Para politisi masih yakin dengan kesaktian baliho sebagai usaha meraup suara rakyat. Namun nyatanya, meski tanpa baliho sekalipun, suara rakyat tentu akan dituai oleh para politisi.
Memang, kalau pasang baliho orang bakal mengenal dan mencari tahu rekam jejak orang yang terpampang di baliho. Maka, seseorang bakal menentukan politisi mana yang pantas untuk dipilih.
Kontestasi politik sebentar lagi akan digelar. Sebuah panggung besar akan disiapkan, meski situasi ke depan belum dapat dipastikan terbebas dari pandemi.
Banyak partai politik sudah mulai menurunkan kandidatnya di tengah-tengah masyarakat, di pojok kampung, di tengah kota, di sepanjang jalan demokrasi, bahkan menyelimuti angkutan kota. Dengan langkah balapan pasang baliho, mungkin menjadi trend baru lomba 17-an saat ini.

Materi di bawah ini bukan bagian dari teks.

//! AI Gateway Library
//!
//! Rate-limited, resilient client for OpenAI-compatible chat completion APIs

pub mod config;
pub mod models;
pub mod services;
pub mod utils;

// Re-export common types
pub use config::Settings;
pub use models::{ChatCompletionRequest, ChatCompletionResponse, ChatMessage, CompletionContent, JsonSchema, ModelParams, Role};
pub use services::{FlashcardGenerator, GatewayClient, GatewayConfig, RateLimiter, RateLimiterConfig, RateLimiterPreset};
pub use utils::error::{ErrorKind, GatewayError, GatewayResult};
pub use utils::logging::{GatewayLogger, NoopLogger, TracingLogger};

/// Library version information
pub const VERSION: &str = env!("CARGO_PKG_VERSION");

/// Library name
pub const NAME: &str = env!("CARGO_PKG_NAME");

/// Library description
pub const DESCRIPTION: &str = env!("CARGO_PKG_DESCRIPTION");

/// Get version information
pub fn version_info() -> String {
    format!("{} v{} - {}", NAME, VERSION, DESCRIPTION)
}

Semakin banyak pasang baliho politik atau kandidat partai, semakin besar meraup suara rakyat.
Tapi gak ada jaminan untuk itu. Saya menyadari betul. Masyarakat sudah bosan dengan baliho politisi, yang hanya muncul kala purnamokrasi (kemunculan ajang demokrasi, pemilu). Selama gak ada pemilu, gak bakal ada baliho politisi nongkrong di sudut perempatan bahkan pertigaan.

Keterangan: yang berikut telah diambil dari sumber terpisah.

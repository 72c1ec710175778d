//! Chat completion data models
//!
//! Caller-facing request and response types

use crate::models::schema::JsonSchema;
use crate::utils::error::{helpers::validation_error, GatewayResult};
use serde::{Deserialize, Serialize};
use std::time::Duration;

/// Message author role
#[derive(Debug, Clone, Copy, PartialEq, Eq, Hash, Serialize, Deserialize)]
#[serde(rename_all = "lowercase")]
pub enum Role {
    System,
    User,
    Assistant,
}

impl Role {
    pub fn as_str(&self) -> &'static str {
        match self {
            Role::System => "system",
            Role::User => "user",
            Role::Assistant => "assistant",
        }
    }
}

impl std::str::FromStr for Role {
    type Err = crate::utils::error::GatewayError;

    fn from_str(s: &str) -> Result<Self, Self::Err> {
        match s {
            "system" => Ok(Role::System),
            "user" => Ok(Role::User),
            "assistant" => Ok(Role::Assistant),
            other => Err(validation_error(format!("Invalid message role: {}", other))),
        }
    }
}

/// Chat message
///
/// Fields are private so a constructed message stays as validated.
#[derive(Debug, Clone, PartialEq, Eq, Serialize, Deserialize)]
pub struct ChatMessage {
    role: Role,
    content: String,
}

impl ChatMessage {
    /// Create a message, rejecting content that is empty after trimming
    pub fn new(role: Role, content: impl Into<String>) -> GatewayResult<Self> {
        let content = content.into().trim().to_string();
        if content.is_empty() {
            return Err(validation_error(format!("{} message content cannot be empty", role.as_str())));
        }
        Ok(Self { role, content })
    }

    pub fn system(content: impl Into<String>) -> GatewayResult<Self> {
        Self::new(Role::System, content)
    }

    pub fn user(content: impl Into<String>) -> GatewayResult<Self> {
        Self::new(Role::User, content)
    }

    pub fn assistant(content: impl Into<String>) -> GatewayResult<Self> {
        Self::new(Role::Assistant, content)
    }

    pub fn role(&self) -> Role {
        self.role
    }

    pub fn content(&self) -> &str {
        &self.content
    }
}

/// Sampling parameters passed through verbatim when present
#[derive(Debug, Clone, Default, PartialEq, Serialize, Deserialize)]
pub struct ModelParams {
    #[serde(skip_serializing_if = "Option::is_none")]
    pub temperature: Option<f32>,
    #[serde(skip_serializing_if = "Option::is_none")]
    pub max_tokens: Option<u32>,
    #[serde(skip_serializing_if = "Option::is_none")]
    pub top_p: Option<f32>,
    #[serde(skip_serializing_if = "Option::is_none")]
    pub frequency_penalty: Option<f32>,
    #[serde(skip_serializing_if = "Option::is_none")]
    pub presence_penalty: Option<f32>,
    #[serde(skip_serializing_if = "Option::is_none")]
    pub seed: Option<i64>,
}

/// Chat completion request
#[derive(Debug, Clone, Default, PartialEq, Serialize, Deserialize)]
#[serde(rename_all = "camelCase")]
pub struct ChatCompletionRequest {
    /// Ordered conversation; must not be empty
    pub messages: Vec<ChatMessage>,
    /// Overrides the client's default model
    #[serde(skip_serializing_if = "Option::is_none")]
    pub model: Option<String>,
    #[serde(skip_serializing_if = "Option::is_none")]
    pub model_params: Option<ModelParams>,
    /// Requests structured output conforming to this schema
    #[serde(skip_serializing_if = "Option::is_none")]
    pub response_schema: Option<JsonSchema>,
    #[serde(skip_serializing_if = "Option::is_none")]
    pub user_id: Option<String>,
    /// Correlation ID; generated when absent
    #[serde(skip_serializing_if = "Option::is_none")]
    pub request_id: Option<String>,
}

impl ChatCompletionRequest {
    pub fn new(messages: Vec<ChatMessage>) -> Self {
        Self {
            messages,
            ..Default::default()
        }
    }

    pub fn with_model(mut self, model: impl Into<String>) -> Self {
        self.model = Some(model.into());
        self
    }

    pub fn with_params(mut self, params: ModelParams) -> Self {
        self.model_params = Some(params);
        self
    }

    pub fn with_schema(mut self, schema: JsonSchema) -> Self {
        self.response_schema = Some(schema);
        self
    }

    pub fn with_user_id(mut self, user_id: impl Into<String>) -> Self {
        self.user_id = Some(user_id.into());
        self
    }

    pub fn with_request_id(mut self, request_id: impl Into<String>) -> Self {
        self.request_id = Some(request_id.into());
        self
    }
}

/// Completion payload
#[derive(Debug, Clone, PartialEq, Serialize, Deserialize)]
#[serde(untagged)]
pub enum CompletionContent {
    /// Raw text, returned when no schema was requested
    Text(String),
    /// Parsed JSON, returned when a schema was requested
    Structured(serde_json::Value),
}

impl CompletionContent {
    pub fn as_text(&self) -> Option<&str> {
        match self {
            CompletionContent::Text(text) => Some(text),
            CompletionContent::Structured(_) => None,
        }
    }

    pub fn as_structured(&self) -> Option<&serde_json::Value> {
        match self {
            CompletionContent::Structured(value) => Some(value),
            CompletionContent::Text(_) => None,
        }
    }
}

/// Chat completion result
#[derive(Debug, Clone, PartialEq)]
pub struct ChatCompletionResponse {
    pub content: CompletionContent,
    /// Model that served the request
    pub model: String,
    pub request_id: String,
    pub tokens_used: Option<u32>,
    /// Attempts made, including the successful one
    pub attempts: u32,
    pub duration: Duration,
}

Sebelum lanjut, saya punya cerita. Tapi singkat aja ya. Soalnya ini tema politik tapi jatuhnya lingkungan. Apa bisa gitu disebut politik lingkungan?

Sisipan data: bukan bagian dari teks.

//! Flashcard generation
//!
//! Turns a block of study material into flashcard proposals through a structured completion

use crate::models::chat::{ChatCompletionRequest, ChatMessage, ModelParams};
use crate::models::schema::JsonSchema;
use crate::services::client::GatewayClient;
use crate::utils::error::{helpers::validation_error, GatewayResult};
use serde::{Deserialize, Serialize};
use tracing::debug;

const SYSTEM_PROMPT: &str = "You are an assistant that writes study flashcards. \
Read the user's text and produce concise question-and-answer pairs covering its key facts. \
Each front is a question or prompt of at most 200 characters. \
Each back is the answer of at most 500 characters. \
Write in the same language as the source text.";

/// One generated card awaiting user review
#[derive(Debug, Clone, PartialEq, Eq, Serialize, Deserialize)]
pub struct FlashcardProposal {
    pub front: String,
    pub back: String,
}

/// Generation limits
#[derive(Debug, Clone, PartialEq)]
pub struct FlashcardGeneratorConfig {
    pub min_source_chars: usize,
    pub max_source_chars: usize,
    pub max_front_chars: usize,
    pub max_back_chars: usize,
    /// Overrides the client's default model
    pub model: Option<String>,
    pub temperature: Option<f32>,
}

impl Default for FlashcardGeneratorConfig {
    fn default() -> Self {
        Self {
            min_source_chars: 1000,
            max_source_chars: 10_000,
            max_front_chars: 200,
            max_back_chars: 500,
            model: None,
            temperature: Some(0.3),
        }
    }
}

#[derive(Debug, Deserialize)]
struct GeneratedFlashcards {
    flashcards: Vec<FlashcardProposal>,
}

/// Schema requested from the model
pub fn flashcards_schema() -> JsonSchema {
    let card = JsonSchema::object([
        ("front", JsonSchema::string().with_description("Question or prompt")),
        ("back", JsonSchema::string().with_description("Answer")),
    ]);
    JsonSchema::object([("flashcards", JsonSchema::array(card))])
}

/// Flashcard generator backed by a gateway client
#[derive(Debug, Clone)]
pub struct FlashcardGenerator {
    client: GatewayClient,
    config: FlashcardGeneratorConfig,
}

impl FlashcardGenerator {
    pub fn new(client: GatewayClient) -> Self {
        Self::with_config(client, FlashcardGeneratorConfig::default())
    }

    pub fn with_config(client: GatewayClient, config: FlashcardGeneratorConfig) -> Self {
        Self { client, config }
    }

    /// Generate proposals from `source_text`
    ///
    /// Cards that are blank after trimming are dropped; overlong sides are truncated.
    pub async fn generate(&self, source_text: &str, user_id: Option<&str>) -> GatewayResult<Vec<FlashcardProposal>> {
        let source = source_text.trim();
        let length = source.chars().count();
        if length < self.config.min_source_chars || length > self.config.max_source_chars {
            return Err(validation_error(format!(
                "Source text must be between {} and {} characters, got {}",
                self.config.min_source_chars, self.config.max_source_chars, length
            )));
        }

        let mut request = ChatCompletionRequest::new(vec![ChatMessage::system(SYSTEM_PROMPT)?, ChatMessage::user(source)?])
            .with_schema(flashcards_schema())
            .with_params(ModelParams {
                temperature: self.config.temperature,
                ..Default::default()
            });
        if let Some(model) = &self.config.model {
            request = request.with_model(model.clone());
        }
        if let Some(user_id) = user_id {
            request = request.with_user_id(user_id);
        }

        let generated: GeneratedFlashcards = self.client.chat_completion_structured(request).await?;
        let total = generated.flashcards.len();
        let proposals: Vec<FlashcardProposal> = generated
            .flashcards
            .into_iter()
            .filter_map(|card| self.normalize(card))
            .collect();

        debug!(generated = total, kept = proposals.len(), "Flashcard proposals ready");
        Ok(proposals)
    }

    fn normalize(&self, card: FlashcardProposal) -> Option<FlashcardProposal> {
        let front = truncate_chars(card.front.trim(), self.config.max_front_chars);
        let back = truncate_chars(card.back.trim(), self.config.max_back_chars);
        if front.is_empty() || back.is_empty() {
            return None;
        }
        Some(FlashcardProposal { front, back })
    }
}

fn truncate_chars(s: &str, max_chars: usize) -> String {
    s.chars().take(max_chars).collect()
}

Dulu 2019, pas pemilu. Kan ada tiga pemilihan. Saya ingatkan ya, maklum ada pembaca golongan tua, kan suka lupa. Malah nama cucu saja lupa, padahal tiap hari gendong cucu.
Pada pemilu 2019, ada pemilihan presiden dan wakil presiden, pemilihan anggota DPR RI dan DPRD, dan pemilihan anggota DPD RI dan DPD Provinsi. Kebayang, betapa ambruknya para KPPS. Tapi, saya gak bakal bahas perjuangan dan pengorbanan KPPS.
Untuk pemilihan DPD, baik pusat dan daerah, di wilayah saya, se-kecamatan gak ada tuh baliho politikus calon DPD. Tapi, nyatanya masyarakat memberikan suara kepada salah satu kandidat calon anggota DPD pada surat suara.